In support of this assignment of error, appellant notes that the clerk’s minutes on the first day of trial contain the following entry: “Defendant files petition for a Writ of Habeas Corpus without knowledge of counsel. Petition is denied.” On October 8, 1962, appellant filed a petition for an order augmenting the record on appeal. This motion was denied, but, because of appellant’s assertion that his petition for writ of habeas corpus would disclose that the trial court had notice of his claim regarding the involuntary nature of his confession prior to its reception, we ordered the original file forwarded to this court.

The pertinent language of said petition is as follows: “I, Willis Tucker, do swear upon oath that on or about the day of December 6, the year of 1961, in the 77 Precinct, physical pain was inflicked upon the body of Petitioner and further threats upon the Petitioners life, in order to force petitioner to incriminate himself. Petitioner, brings charges against, Mr. Kessler and Mr. R. L. Hagenbaugh attached to the 77th Precinct Los Angeles City. Police Dept, for criminal assault and diprivation of Petitioners constitutional rights. Petitioner prays that your Honor will, redeem document which was gained illegally, so, that justice may be done, so Petitioner will not be forced to incriminate himself. Whenever a person appears in propria persona, court under takes to insure litigant that, no meritorious case can be lose because of lack of legal skill, all the merits go to the defendant .. . Miles v. Tessler P-353. ’ ’
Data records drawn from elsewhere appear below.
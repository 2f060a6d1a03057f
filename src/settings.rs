//! Presentation settings and preferences
//!
//! Gameplay constants are fixed at build time (see `consts`); these only
//! change how a frame is drawn. Hosts may load them from JSON.

use serde::{Deserialize, Serialize};
use thiserror::Error;

/// Quality preset levels
#[derive(Debug, Clone, Copy, PartialEq, Eq, Serialize, Deserialize, Default)]
pub enum QualityPreset {
    Low,
    #[default]
    Medium,
    High,
}

impl QualityPreset {
    pub fn as_str(&self) -> &'static str {
        match self {
            QualityPreset::Low => "Low",
            QualityPreset::Medium => "Medium",
            QualityPreset::High => "High",
        }
    }

    pub fn parse(s: &str) -> Option<Self> {
        match s.to_lowercase().as_str() {
            "low" => Some(QualityPreset::Low),
            "medium" | "med" => Some(QualityPreset::Medium),
            "high" => Some(QualityPreset::High),
            _ => None,
        }
    }

    /// Maximum debris particles drawn per frame
    pub fn max_debris(&self) -> usize {
        match self {
            QualityPreset::Low => 100,
            QualityPreset::Medium => 500,
            QualityPreset::High => 2000,
        }
    }

    /// Whether to render the pulsing circles behind the playfield
    pub fn background_enabled(&self) -> bool {
        match self {
            QualityPreset::Low => false,
            QualityPreset::Medium => true,
            QualityPreset::High => true,
        }
    }

    /// Triangles per circle/ellipse
    pub fn circle_segments(&self) -> u32 {
        match self {
            QualityPreset::Low => 12,
            QualityPreset::Medium => 24,
            QualityPreset::High => 48,
        }
    }
}

/// Errors from loading settings
#[derive(Debug, Error)]
pub enum SettingsError {
    #[error("failed to read settings: {0}")]
    Io(#[from] std::io::Error),
    #[error("invalid settings JSON: {0}")]
    Parse(#[from] serde_json::Error),
}

/// Game settings/preferences
#[derive(Debug, Clone, PartialEq, Serialize, Deserialize)]
#[serde(default)]
pub struct Settings {
    /// Graphics quality preset
    pub quality: QualityPreset,

    // === Visual Effects ===
    /// Screen shake on explosions
    pub screen_shake: bool,
    /// Debris particles
    pub particles: bool,
    /// Background splatters where jellies were sliced
    pub splatters: bool,

    // === Accessibility ===
    /// Reduced motion (no shake)
    pub reduced_motion: bool,
}

impl Default for Settings {
    fn default() -> Self {
        Self {
            quality: QualityPreset::Medium,
            screen_shake: true,
            particles: true,
            splatters: true,
            reduced_motion: false,
        }
    }
}

impl Settings {
    /// Create settings from a quality preset
    pub fn from_preset(preset: QualityPreset) -> Self {
        let mut settings = Self::default();
        settings.apply_preset(preset);
        settings
    }

    /// Apply a quality preset (updates quality-dependent settings)
    pub fn apply_preset(&mut self, preset: QualityPreset) {
        self.quality = preset;

        // Low preset drops purely decorative layers
        if preset == QualityPreset::Low {
            self.splatters = false;
        }
    }

    /// Effective screen shake (respects reduced_motion)
    pub fn effective_screen_shake(&self) -> bool {
        self.screen_shake && !self.reduced_motion
    }

    /// Effective debris cap
    pub fn max_debris(&self) -> usize {
        if !self.particles {
            0
        } else {
            self.quality.max_debris()
        }
    }

    /// Parse settings from JSON; missing fields keep their defaults
    pub fn from_json(json: &str) -> Result<Self, SettingsError> {
        Ok(serde_json::from_str(json)?)
    }

    /// Load settings from a JSON file
    pub fn load(path: &std::path::Path) -> Result<Self, SettingsError> {
        let json = std::fs::read_to_string(path)?;
        let settings = Self::from_json(&json)?;
        log::info!("Loaded settings from {}", path.display());
        Ok(settings)
    }
}

#[cfg(test)]
mod tests {
    use super::*;

    #[test]
    fn test_partial_json_keeps_defaults() {
        let settings = Settings::from_json(r#"{ "quality": "High", "reduced_motion": true }"#)
            .expect("valid settings");
        assert_eq!(settings.quality, QualityPreset::High);
        assert!(settings.reduced_motion);
        assert!(settings.particles);
        assert!(!settings.effective_screen_shake());
    }

    #[test]
    fn test_bad_json_is_an_error() {
        let err = Settings::from_json("{ quality: ").unwrap_err();
        assert!(matches!(err, SettingsError::Parse(_)));
        assert!(err.to_string().starts_with("invalid settings JSON"));
    }

    #[test]
    fn test_missing_file_is_io_error() {
        let err = Settings::load(std::path::Path::new("/nonexistent/jelly-slice.json")).unwrap_err();
        assert!(matches!(err, SettingsError::Io(_)));
        assert!(err.to_string().starts_with("failed to read settings"));
        assert!(std::error::Error::source(&err).is_some());
    }

    #[test]
    fn test_low_preset() {
        let settings = Settings::from_preset(QualityPreset::Low);
        assert!(!settings.splatters);
        assert_eq!(settings.max_debris(), 100);
        assert!(!settings.quality.background_enabled());
        assert!(QualityPreset::Medium.background_enabled());
        assert_eq!(QualityPreset::parse("MED"), Some(QualityPreset::Medium));
        assert_eq!(QualityPreset::High.as_str(), "High");
    }
}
We may assume that the trial court should have considered the allegations of this petition notwithstanding the fact that *588it was filed without the knowledge of appellant’s counsel, and we may assume further that these allegations were sufficient to inform the court that the handwritten confession was the “document” referred to therein. These assumptions would only weaken appellant’s contention, not strengthen it, for they would indicate that the court did make an initial determination of the document’s admissibility before receiving it in evidence. In any event, we cannot hold, in the absence of any objection to the document when it was actually presented, that the trial court was required, on its own motion, to insist that appellant present his evidence in regard thereto by way of voir dire testimony prior to its unopposed introduction.

In addition, as we have indicated, appellant did ultimately testify regarding his version of the facts. The subsequent actions of the court and the jury clearly demonstrate that his testimony was not deemed worthy of belief. Since it is readily apparent from the record that the evidence on this point was sharply conflicting and that there was abundant evidence to support the jury’s determination favoring the credibility of the officers, such determination will not be disturbed on appeal. (People v. Doty, 31 Cal.2d 696, 699-700 [192 P.2d454].)

The judgment is affirmed.

Fox, P. J., concurred.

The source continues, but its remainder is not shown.